The conventional approach of simulating multibody dynamic systems treats the joint interfaces as ideal, that means that the bodies are in absolute alignment with each other in the desired relative directions of motion. However, in real life systems the clearances between the bodies allow the bodies to undergo a certain misalignment and the dynamics is governed by the contacts thus formed. Contact detection and evaluation of contact forces is yet another problem that needs to be addressed. Popular approaches assume the Hertzian nature of the contact and thus evaluate contact forces using nonlinear unilateral spring-damper elements. This approach results in very stiff differential algebraic equations and hence make the numerical integration computationally expensive. Furthermore, the Hertzian approach does not address truly elastic or truly inelastic nature of the contact.
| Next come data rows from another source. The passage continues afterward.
//! Certgate configuration
//!
//! Loads and validates the admission gate's configuration: the ask
//! listener, the hostname policy set, and the abuse-rate thresholds.
//!
//! Configuration is a KDL document:
//!
//! ```kdl
//! listener {
//!     address "127.0.0.1:9123"
//!     ask-timeout-ms 250
//!     trust-forwarded-header #false
//! }
//!
//! policy {
//!     allow "pds.example.com"
//!     allow "*.pds.example.com"
//!     deny "internal.pds.example.com"
//!     file "/etc/certgate/domains.kdl"
//! }
//!
//! rate-limit {
//!     window-secs 60
//!     per-client 5
//!     global 50
//!     max-tracked-clients 4096
//! }
//! ```
//!
//! Policy patterns are either exact hostnames or wildcard-suffix
//! patterns (`*.pds.example.com`). `deny` entries carve exclusions out
//! of a broader wildcard and win ties per the specificity rules in the
//! gate crate.
//!
//! `trust-forwarded-header` controls whether the `X-Forwarded-For`
//! header is honored as the per-client rate key. Leave it off (the
//! default) unless the listener is reachable only by a proxy you
//! control: the header is attacker-supplied, and trusting it on an
//! open listener lets a caller mint a fresh rate budget per request by
//! rotating the value.

mod error;
mod kdl;
mod validate;

pub use error::ConfigError;
pub use validate::{ValidationResult, ValidationWarning};

use serde::{Deserialize, Serialize};
use std::path::{Path, PathBuf};
use tracing::{debug, info};

// ============================================================================
// Defaults
// ============================================================================

pub fn default_listen_address() -> String {
    "127.0.0.1:9123".to_string()
}

pub fn default_ask_timeout_ms() -> u64 {
    250
}

pub fn default_trust_forwarded_header() -> bool {
    false
}

pub fn default_window_secs() -> u64 {
    60
}

pub fn default_per_client_threshold() -> u32 {
    5
}

pub fn default_global_threshold() -> u32 {
    50
}

pub fn default_max_tracked_clients() -> usize {
    4096
}

// ============================================================================
// Configuration model
// ============================================================================

/// Ask listener configuration
#[derive(Debug, Clone, Serialize, Deserialize, PartialEq, Eq)]
pub struct ListenerConfig {
    /// Socket address the HTTP ask endpoint binds to
    pub address: String,
    /// Hard deadline for answering a single ask request, in milliseconds.
    /// The caller is blocking a TLS handshake; expiry resolves to deny.
    pub ask_timeout_ms: u64,
    /// Use the first `X-Forwarded-For` hop as the per-client rate key.
    /// Only safe when the listener is reachable solely by a trusted
    /// proxy; otherwise the header lets callers forge client identity.
    pub trust_forwarded_header: bool,
}

impl Default for ListenerConfig {
    fn default() -> Self {
        Self {
            address: default_listen_address(),
            ask_timeout_ms: default_ask_timeout_ms(),
            trust_forwarded_header: default_trust_forwarded_header(),
        }
    }
}

/// A single hostname policy entry
#[derive(Debug, Clone, Serialize, Deserialize, PartialEq, Eq)]
pub struct PolicyEntry {
    /// Exact hostname or `*.`-prefixed wildcard-suffix pattern
    pub pattern: String,
    /// Whether matching hostnames may trigger certificate issuance
    pub allow: bool,
}

/// Hostname policy configuration
#[derive(Debug, Clone, Default, Serialize, Deserialize, PartialEq, Eq)]
pub struct PolicyConfig {
    /// Inline policy entries
    pub entries: Vec<PolicyEntry>,
    /// Optional standalone policy file (same allow/deny grammar),
    /// merged after the inline entries on every (re)load
    pub file: Option<PathBuf>,
}

/// Abuse-rate tracker configuration
#[derive(Debug, Clone, Serialize, Deserialize, PartialEq, Eq)]
pub struct RateLimitConfig {
    /// Sliding window length in seconds
    pub window_secs: u64,
    /// Maximum issuance attempts per client within the window
    pub per_client: u32,
    /// Maximum issuance attempts across all clients within the window
    pub global: u32,
    /// Cap on tracked client entries; stalest entry evicted beyond this
    pub max_tracked_clients: usize,
}

impl Default for RateLimitConfig {
    fn default() -> Self {
        Self {
            window_secs: default_window_secs(),
            per_client: default_per_client_threshold(),
            global: default_global_threshold(),
            max_tracked_clients: default_max_tracked_clients(),
        }
    }
}

/// Top-level certgate configuration
#[derive(Debug, Clone, Default, Serialize, Deserialize, PartialEq, Eq)]
pub struct Config {
    pub listener: ListenerConfig,
    pub policy: PolicyConfig,
    pub rate_limit: RateLimitConfig,
}

impl Config {
    /// Load configuration from a KDL file
    pub fn from_file(path: impl AsRef<Path>) -> Result<Self, ConfigError> {
        let path = path.as_ref();
        debug!(path = %path.display(), "Loading configuration file");

        let contents = std::fs::read_to_string(path).map_err(|source| ConfigError::Io {
            path: path.display().to_string(),
            source,
        })?;

        let mut config = Self::from_str(&contents)?;

        // Resolve a relative policy file against the config file's directory
        if let Some(ref file) = config.policy.file {
            if file.is_relative() {
                if let Some(parent) = path.parent() {
                    config.policy.file = Some(parent.join(file));
                }
            }
        }

        Ok(config)
    }

    /// Parse configuration from a KDL string
    #[allow(clippy::should_implement_trait)]
    pub fn from_str(contents: &str) -> Result<Self, ConfigError> {
        let doc = parse_kdl(contents)?;
        kdl::parse_config(&doc)
    }

    /// Collect the effective policy entries: inline entries followed by
    /// the contents of the policy file, if one is configured.
    ///
    /// Re-reads the policy file on every call so the reload path always
    /// observes the on-disk state.
    pub fn load_policy_entries(&self) -> Result<Vec<PolicyEntry>, ConfigError> {
        let mut entries = self.policy.entries.clone();

        if let Some(ref path) = self.policy.file {
            let contents = std::fs::read_to_string(path).map_err(|source| ConfigError::Io {
                path: path.display().to_string(),
                source,
            })?;
            let doc = parse_kdl(&contents)?;
            let file_entries = kdl::parse_policy_file(&doc)?;

            info!(
                path = %path.display(),
                entry_count = file_entries.len(),
                "Loaded policy file"
            );
            entries.extend(file_entries);
        }

        Ok(entries)
    }

    /// Validate the configuration, returning all problems found
    pub fn validate(&self) -> Result<ValidationResult, ConfigError> {
        validate::validate_config(self)
    }
}

/// Parse a KDL document, rendering syntax errors through miette so
/// operators get span-annotated diagnostics instead of a bare offset.
fn parse_kdl(contents: &str) -> Result<::kdl::KdlDocument, ConfigError> {
    contents.parse().map_err(|e: ::kdl::KdlError| {
        ConfigError::Parse(format!("{:?}", miette::Report::new(e)))
    })
}

#[cfg(test)]
mod tests {
    use super::*;
    use std::io::Write;

    #[test]
    fn test_default_config_is_valid() {
        let mut config = Config::default();
        config.policy.entries.push(PolicyEntry {
            pattern: "example.com".to_string(),
            allow: true,
        });
        let result = config.validate().expect("validation runs");
        assert!(result.errors.is_empty());
    }

    #[test]
    fn test_from_file_missing() {
        let err = Config::from_file("/nonexistent/certgate.kdl").unwrap_err();
        assert!(matches!(err, ConfigError::Io { .. }));
    }

    #[test]
    fn test_load_policy_entries_merges_file() {
        let mut policy_file = tempfile::NamedTempFile::new().expect("temp file");
        writeln!(policy_file, r#"allow "*.pds.snek.cc""#).expect("write");

        let config = Config {
            policy: PolicyConfig {
                entries: vec![PolicyEntry {
                    pattern: "pds.snek.cc".to_string(),
                    allow: true,
                }],
                file: Some(policy_file.path().to_path_buf()),
            },
            ..Default::default()
        };

        let entries = config.load_policy_entries().expect("load");
        assert_eq!(entries.len(), 2);
        assert_eq!(entries[1].pattern, "*.pds.snek.cc");
    }

    #[test]
    fn test_load_policy_entries_missing_file() {
        let config = Config {
            policy: PolicyConfig {
                entries: Vec::new(),
                file: Some("/nonexistent/domains.kdl".into()),
            },
            ..Default::default()
        };

        assert!(config.load_policy_entries().is_err());
    }
}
This work describes the parametric formulations for fundamental spatial joints with clearances and the non-smooth dynamics approach to solve the resulting equations of motion. The sets of spatial joint expressions for cylindrical, prismatic and revolute joints, and the non-smooth dynamics formulations are derived, considering their interdependence with great care. Further, the nature of the contact with clearances is discussed. The formulation is demonstrated through three case-studies and a detailed analysis of the results is presented. Additionally, a differentiation with respect to the ideal joint counterpart of the revolute joint case study is presented using tangent space ordinary differential equation formulation.